Last month, a BullionStar article titled “The Fifth Wave: A new Central Bank Gold Agreement?” brought your attention to the fact that the fourth and current round of the Central Bank Gold Agreement (CBGA) run by a cartel of heavyweight central banks in Europe was about to expire, and that these gold agreements, which have been running in rolling five year periods since September 1999, were not designed for the purposes they claimed to be. 
That CBGA1 and CBGA2 from 1999 – 2008, were not intended to help the wider gold market by limiting central bank gold sales, but were really a cover by the central bank syndicate members to account for nearly 4000 tonnes of gold that had already been sold or leased in the 1990s. That CBGA3 was then used to distract the gold market about the secretive ‘gold sales’ that the IMF claimed to have undertaken in 2010, which were really another book squaring exercise for disposed IMF gold. 

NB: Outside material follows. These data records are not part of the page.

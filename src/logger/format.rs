//! Access log format module
//!
//! Supports multiple log formats:
//! - `combined` (Apache/Nginx combined format)
//! - `common` (Common Log Format - CLF)
//! - `json` (one JSON object per line)
//! - Custom patterns with `$variables`

use chrono::Local;

/// Parsed `logging.access_log_format`
#[derive(Debug, Clone, PartialEq, Eq)]
pub enum AccessLogFormat {
    Combined,
    Common,
    Json,
    Custom(String),
}

impl AccessLogFormat {
    pub fn parse(format: &str) -> Self {
        match format {
            "combined" => Self::Combined,
            "common" => Self::Common,
            "json" => Self::Json,
            custom => Self::Custom(custom.to_string()),
        }
    }
}

/// One served request
#[derive(Debug, Clone)]
pub struct AccessLogEntry {
    /// Client IP address
    pub remote_addr: String,
    pub time: chrono::DateTime<Local>,
    pub method: String,
    /// Request URI path
    pub path: String,
    /// Query string (without leading ?)
    pub query: Option<String>,
    /// HTTP version (1.0, 1.1, 2)
    pub http_version: String,
    pub status: u16,
    /// Response body size in bytes
    pub body_bytes: u64,
    pub referer: Option<String>,
    pub user_agent: Option<String>,
    /// Request processing time in microseconds
    pub request_time_us: u64,
}

impl AccessLogEntry {
    /// Create a new access log entry with current timestamp
    pub fn new(remote_addr: String, method: String, path: String) -> Self {
        Self {
            remote_addr,
            time: Local::now(),
            method,
            path,
            query: None,
            http_version: "1.1".to_string(),
            status: 200,
            body_bytes: 0,
            referer: None,
            user_agent: None,
            request_time_us: 0,
        }
    }

    pub fn format(&self, format: &AccessLogFormat) -> String {
        match format {
            AccessLogFormat::Combined => format!(
                "{} \"{}\" \"{}\"",
                self.format_common(),
                self.referer.as_deref().unwrap_or("-"),
                self.user_agent.as_deref().unwrap_or("-"),
            ),
            AccessLogFormat::Common => self.format_common(),
            AccessLogFormat::Json => self.format_json(),
            AccessLogFormat::Custom(pattern) => self.format_custom(pattern),
        }
    }

    fn request_uri(&self) -> String {
        match &self.query {
            Some(q) => format!("{}?{q}", self.path),
            None => self.path.clone(),
        }
    }

    fn time_local(&self) -> String {
        self.time.format("%d/%b/%Y:%H:%M:%S %z").to_string()
    }

    /// `$remote_addr - - [$time_local] "$request" $status $body_bytes_sent`
    fn format_common(&self) -> String {
        format!(
            "{} - - [{}] \"{} {} HTTP/{}\" {} {}",
            self.remote_addr,
            self.time_local(),
            self.method,
            self.request_uri(),
            self.http_version,
            self.status,
            self.body_bytes,
        )
    }

    fn format_json(&self) -> String {
        serde_json::json!({
            "remote_addr": self.remote_addr,
            "time": self.time.to_rfc3339(),
            "method": self.method,
            "path": self.path,
            "query": self.query,
            "http_version": self.http_version,
            "status": self.status,
            "body_bytes": self.body_bytes,
            "referer": self.referer,
            "user_agent": self.user_agent,
            "request_time_us": self.request_time_us,
        })
        .to_string()
    }

    /// Custom format with variable substitution
    ///
    /// Supported variables: `$remote_addr`, `$time_local`, `$time_iso8601`,
    /// `$request`, `$request_method`, `$request_uri`, `$request_time`
    /// (seconds, 3 decimals), `$status`, `$body_bytes_sent`, `$http_referer`,
    /// `$http_user_agent`.
    fn format_custom(&self, pattern: &str) -> String {
        let request_uri = self.request_uri();
        let request_line = format!("{} {} HTTP/{}", self.method, request_uri, self.http_version);
        #[allow(clippy::cast_precision_loss)]
        let request_time = self.request_time_us as f64 / 1_000_000.0;

        // $request_time and $request_* before $request
        pattern
            .replace("$remote_addr", &self.remote_addr)
            .replace("$time_local", &self.time_local())
            .replace("$time_iso8601", &self.time.to_rfc3339())
            .replace("$request_time", &format!("{request_time:.3}"))
            .replace("$request_method", &self.method)
            .replace("$request_uri", &request_uri)
            .replace("$request", &request_line)
            .replace("$status", &self.status.to_string())
            .replace("$body_bytes_sent", &self.body_bytes.to_string())
            .replace("$http_referer", self.referer.as_deref().unwrap_or("-"))
            .replace("$http_user_agent", self.user_agent.as_deref().unwrap_or("-"))
    }
}

#[cfg(test)]
mod tests {
    use super::*;

    fn create_test_entry() -> AccessLogEntry {
        let mut entry = AccessLogEntry::new(
            "192.168.1.1".to_string(),
            "GET".to_string(),
            "/images/cat.png".to_string(),
        );
        entry.query = Some("v=2".to_string());
        entry.status = 302;
        entry.body_bytes = 0;
        entry.referer = Some("https://example.com/images/".to_string());
        entry.user_agent = Some("Mozilla/5.0".to_string());
        entry.request_time_us = 1_250_000;
        entry
    }

    #[test]
    fn test_parse_format() {
        assert_eq!(AccessLogFormat::parse("combined"), AccessLogFormat::Combined);
        assert_eq!(AccessLogFormat::parse("common"), AccessLogFormat::Common);
        assert_eq!(AccessLogFormat::parse("json"), AccessLogFormat::Json);
        assert_eq!(
            AccessLogFormat::parse("$status"),
            AccessLogFormat::Custom("$status".to_string())
        );
    }

    #[test]
    fn test_format_combined() {
        let log = create_test_entry().format(&AccessLogFormat::Combined);
        assert!(log.starts_with("192.168.1.1 - - ["));
        assert!(log.contains("\"GET /images/cat.png?v=2 HTTP/1.1\" 302 0"));
        assert!(log.ends_with("\"https://example.com/images/\" \"Mozilla/5.0\""));
    }

    #[test]
    fn test_format_common() {
        let log = create_test_entry().format(&AccessLogFormat::Common);
        assert!(log.contains("\"GET /images/cat.png?v=2 HTTP/1.1\" 302 0"));
        assert!(!log.contains("Mozilla"));
    }

    #[test]
    fn test_format_json() {
        let log = create_test_entry().format(&AccessLogFormat::Json);
        let value: serde_json::Value = serde_json::from_str(&log).unwrap();
        assert_eq!(value["remote_addr"], "192.168.1.1");
        assert_eq!(value["status"], 302);
        assert_eq!(value["query"], "v=2");
        assert_eq!(value["request_time_us"], 1_250_000);
    }

    #[test]
    fn test_format_json_escapes() {
        let mut entry = create_test_entry();
        entry.user_agent = Some("quote\" and \\ slash".to_string());
        entry.referer = None;
        let value: serde_json::Value =
            serde_json::from_str(&entry.format(&AccessLogFormat::Json)).unwrap();
        assert_eq!(value["user_agent"], "quote\" and \\ slash");
        assert!(value["referer"].is_null());
    }

    #[test]
    fn test_format_custom() {
        let entry = create_test_entry();
        let log = entry.format(&AccessLogFormat::Custom(
            "$remote_addr $request_method $request_uri $status $request_time".to_string(),
        ));
        assert_eq!(log, "192.168.1.1 GET /images/cat.png?v=2 302 1.250");
    }

    #[test]
    fn test_format_custom_request_line() {
        let log = create_test_entry().format(&AccessLogFormat::Custom("[$request]".to_string()));
        assert_eq!(log, "[GET /images/cat.png?v=2 HTTP/1.1]");
    }
}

The heavyweight signatories to the central bank gold agreements (CBGAs) include Eurozone member banks such as the Bundesbank, the Banque de FranceBanca Italia, De Nederlandsche Bank, National Bank of Belgium, the European Central Bank (ECB) itself, as well as the non-Eurozone Swedish Riksbank and the Swiss National Bank. In its composition, the consortium replicates the nexus of the 1960s London Gold Pool (Switzerland, Germany, France, Italy, Netherlands, Belgium) and the nexus of the central banks which met at the Bank of International Settlements (BIS) in 1979 and the early 1980s to plan a secretive new 1980s gold pool. – Bullionstar via Zerohedge
Sadly for Europe and much of the Western central banks, the gold they sold to China and Russia will NOT be returned to them despite their ledgering the transaction as a 'lease'.  And this means that if they want to buy gold on the open markets, it will become apparent very soon that the cost will be much greater than if they had simply abandoned this scheme a decade ago.